■ Dataset items
#####
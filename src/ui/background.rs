// SPDX-License-Identifier: MPL-2.0
//! Decorative animated background.
//!
//! Cycles through a fixed set of gradients at a steady pace, purely for
//! looks. The cycle is driven by its own subscription tick and carries no
//! data dependency: it must never block or be blocked by the fetch
//! lifecycle.

use crate::ui::design_tokens::gradients;
use iced::widget::container;
use iced::{Background, Color, Radians, Theme};
use std::time::{Duration, Instant};

/// Tick interval for the background subscription.
pub const TICK_INTERVAL: Duration = Duration::from_millis(50);

/// Time spent blending from one gradient to the next.
const PHASE_DURATION: Duration = Duration::from_secs(3);

/// Timer-driven state of the gradient cycle.
#[derive(Debug, Clone, Default)]
pub struct Cycle {
    /// Index into the gradient palette.
    phase: usize,
    /// Blend position towards the next gradient, in `0.0..1.0`.
    progress: f32,
    last_tick: Option<Instant>,
}

impl Cycle {
    #[must_use]
    pub fn new() -> Self {
        Self::default()
    }

    /// Advances the cycle to `now`. Wall-clock based so a starved event loop
    /// skips ahead instead of slowing the animation down.
    pub fn tick(&mut self, now: Instant) {
        let elapsed = match self.last_tick {
            Some(previous) => now.saturating_duration_since(previous),
            None => Duration::ZERO,
        };
        self.last_tick = Some(now);

        self.progress += elapsed.as_secs_f32() / PHASE_DURATION.as_secs_f32();
        while self.progress >= 1.0 {
            self.progress -= 1.0;
            self.phase = (self.phase + 1) % gradients::CYCLE.len();
        }
    }

    /// Current interpolated gradient stops.
    #[must_use]
    pub fn current_stops(&self) -> (Color, Color) {
        let (from_start, from_end) = gradients::CYCLE[self.phase];
        let (to_start, to_end) = gradients::CYCLE[(self.phase + 1) % gradients::CYCLE.len()];
        (
            lerp(from_start, to_start, self.progress),
            lerp(from_end, to_end, self.progress),
        )
    }

    /// Container style painting the current gradient, left to right.
    #[must_use]
    pub fn style(&self) -> impl Fn(&Theme) -> container::Style {
        let (start, end) = self.current_stops();
        move |_theme: &Theme| {
            let gradient = iced::gradient::Linear::new(Radians(std::f32::consts::FRAC_PI_2))
                .add_stop(0.0, start)
                .add_stop(1.0, end);
            container::Style {
                background: Some(Background::Gradient(gradient.into())),
                ..container::Style::default()
            }
        }
    }

    #[cfg(test)]
    fn phase(&self) -> usize {
        self.phase
    }

    #[cfg(test)]
    fn progress(&self) -> f32 {
        self.progress
    }
}

/// Channel-wise linear interpolation between two colors.
fn lerp(a: Color, b: Color, t: f32) -> Color {
    let t = t.clamp(0.0, 1.0);
    Color {
        r: a.r + (b.r - a.r) * t,
        g: a.g + (b.g - a.g) * t,
        b: a.b + (b.b - a.b) * t,
        a: a.a + (b.a - a.a) * t,
    }
}

#[cfg(test)]
mod tests {
    use super::*;

    #[test]
    fn first_tick_does_not_advance() {
        let mut cycle = Cycle::new();
        cycle.tick(Instant::now());
        assert_eq!(cycle.phase(), 0);
        assert_eq!(cycle.progress(), 0.0);
    }

    #[test]
    fn phase_advances_after_phase_duration() {
        let mut cycle = Cycle::new();
        let start = Instant::now();
        cycle.tick(start);
        cycle.tick(start + PHASE_DURATION);
        assert_eq!(cycle.phase(), 1);
    }

    #[test]
    fn phase_wraps_around_the_palette() {
        let mut cycle = Cycle::new();
        let start = Instant::now();
        cycle.tick(start);
        cycle.tick(start + PHASE_DURATION * gradients::CYCLE.len() as u32);
        assert_eq!(cycle.phase(), 0);
    }

    #[test]
    fn long_stall_skips_ahead_without_overflow() {
        let mut cycle = Cycle::new();
        let start = Instant::now();
        cycle.tick(start);
        cycle.tick(start + PHASE_DURATION * 7 + PHASE_DURATION / 2);
        assert_eq!(cycle.phase(), 7 % gradients::CYCLE.len());
        assert!((cycle.progress() - 0.5).abs() < 0.01);
    }

    #[test]
    fn stops_at_progress_zero_match_palette() {
        let cycle = Cycle::new();
        let (start, end) = cycle.current_stops();
        assert_eq!(start, gradients::CYCLE[0].0);
        assert_eq!(end, gradients::CYCLE[0].1);
    }

    #[test]
    fn lerp_endpoints_are_exact() {
        let a = Color::from_rgb(0.0, 0.5, 1.0);
        let b = Color::from_rgb(1.0, 0.0, 0.25);
        assert_eq!(lerp(a, b, 0.0), a);
        assert_eq!(lerp(a, b, 1.0), b);
    }

    #[test]
    fn lerp_midpoint_averages_channels() {
        let a = Color::from_rgb(0.0, 0.0, 0.0);
        let b = Color::from_rgb(1.0, 1.0, 1.0);
        let mid = lerp(a, b, 0.5);
        assert!((mid.r - 0.5).abs() < f32::EPSILON);
        assert!((mid.g - 0.5).abs() < f32::EPSILON);
    }
}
#####
■ Work item
Lines of the data above that include the string "Instant" must each be copied.

■ Answer for the task
use std::time::{Duration, Instant};
    last_tick: Option<Instant>,
    pub fn tick(&mut self, now: Instant) {
        cycle.tick(Instant::now());
        let start = Instant::now();
        let start = Instant::now();
        let start = Instant::now();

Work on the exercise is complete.